Lung fibrosis is induced in ADAR2 overexpressing mice via HuR-induced CTGF signaling.

Adenosine deaminase acting on RNA 2 (ADAR2), an RNA editing enzyme is involved in a site-selective modification of adenosine (A) to inosine (I) in double-stranded RNA (dsRNA). Its role in the lungs is unknown. The phenotypic characterization of Adarb1 mice that lacked ADAR2 auto-regulation due to the deletion of editing complementary sequence (ΔECS mice) determined the functional role of ADAR2 in the lungs. ADAR2 protein expression increased in the ΔECS mice. These mice display immune cell infiltration and alveolar disorganization. The lung wet by dry ratio indicates there is no lung edema in ΔECS mice. Bronchoalveolar lavage (BAL) analysis of ΔECS mice reveals a significant increase in neutrophils. Interestingly, ΔECS mice spontaneously develop lung fibrosis as indicated by Sirius red staining of collagen fibers in the lung sections and a significant increase in hydroxyproline level in their lungs. ADAR2 expression increased significantly in a bleomycin mouse model, implicating a role of ADAR2 in lung fibrosis. Furthermore, there is a likely possibility that the genetically modified ΔECS mice does not model the physiological or pathophysiological process of lung fibrosis. Nevertheless, this model is useful in interrogating the role of ADAR2 in the lungs. The Ctgf mRNA and connective tissue growth factor (CTGF) protein significantly increased in ΔECS lungs and occurs in bronchial epithelial cells. There is a significant increase in Human antigen R (ELAVL1; HuR) protein levels in ΔECS lungs and suggests a role in stabilizing Ctgf mRNA. Lung mechanics such as total respiratory resistance, Newtonian resistance and tissue damping were increased, whereas inspiratory capacity was decreased in the ΔECS mice.

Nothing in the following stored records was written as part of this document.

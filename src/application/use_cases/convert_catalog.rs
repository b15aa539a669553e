use anyhow::Context;

use crate::application::dto::{ConvertRequest, ConvertResponse};
use crate::catalog::domain::ToolEntry;
use crate::catalog::services::{parse_records, CatalogAssembler, SchemaMapper};
use crate::config::ConvertConfig;
use crate::ports::outbound::{DocumentWriter, ProgressReporter, SourceReader};
use crate::shared::Result;

/// ConvertCatalogUseCase - v1 text catalogue to consolidated v2 JSON
///
/// Orchestrates the one-way pipeline: raw lines -> records -> schema
/// objects -> envelope -> serialized document. No stage reads back its
/// own output.
///
/// # Type Parameters
/// * `SR` - SourceReader implementation
/// * `DW` - DocumentWriter implementation
/// * `PR` - ProgressReporter implementation
pub struct ConvertCatalogUseCase<SR, DW, PR> {
    source_reader: SR,
    document_writer: DW,
    progress_reporter: PR,
    config: ConvertConfig,
}

impl<SR, DW, PR> ConvertCatalogUseCase<SR, DW, PR>
where
    SR: SourceReader,
    DW: DocumentWriter,
    PR: ProgressReporter,
{
    pub fn new(
        source_reader: SR,
        document_writer: DW,
        progress_reporter: PR,
        config: ConvertConfig,
    ) -> Self {
        Self {
            source_reader,
            document_writer,
            progress_reporter,
            config,
        }
    }

    pub fn execute(&self, request: ConvertRequest) -> Result<ConvertResponse> {
        self.progress_reporter.report(&format!(
            "📖 Loading v1 catalogue from: {}",
            request.source_path.display()
        ));
        let source = self.source_reader.read_source(&request.source_path)?;

        let records = parse_records(&source);
        self.progress_reporter
            .report(&format!("✅ Parsed {} tool record(s)", records.len()));

        let mapper = SchemaMapper::new(&self.config);
        let tools: Vec<ToolEntry> = records.iter().map(|record| mapper.map(record)).collect();

        let catalog = CatalogAssembler::new(&self.config).assemble(tools);
        let content = serde_json::to_string_pretty(&catalog)
            .context("Failed to serialize the consolidated catalogue")?;

        self.document_writer
            .write_document(&request.output_path, &content)?;

        Ok(ConvertResponse {
            tool_count: catalog.tools.len(),
            last_updated: catalog.last_updated,
        })
    }
}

Taken together, these data indicate that overexpression of ADAR2 causes spontaneous lung fibrosis via HuR-mediated CTGF signaling and implicate a role for ADAR2 auto-regulation in lung homeostasis. The identification of ADAR2 target genes in ΔECS mice would facilitate a mechanistic understanding of the role of ADAR2 in the lungs and provide a therapeutic strategy for lung fibrosis.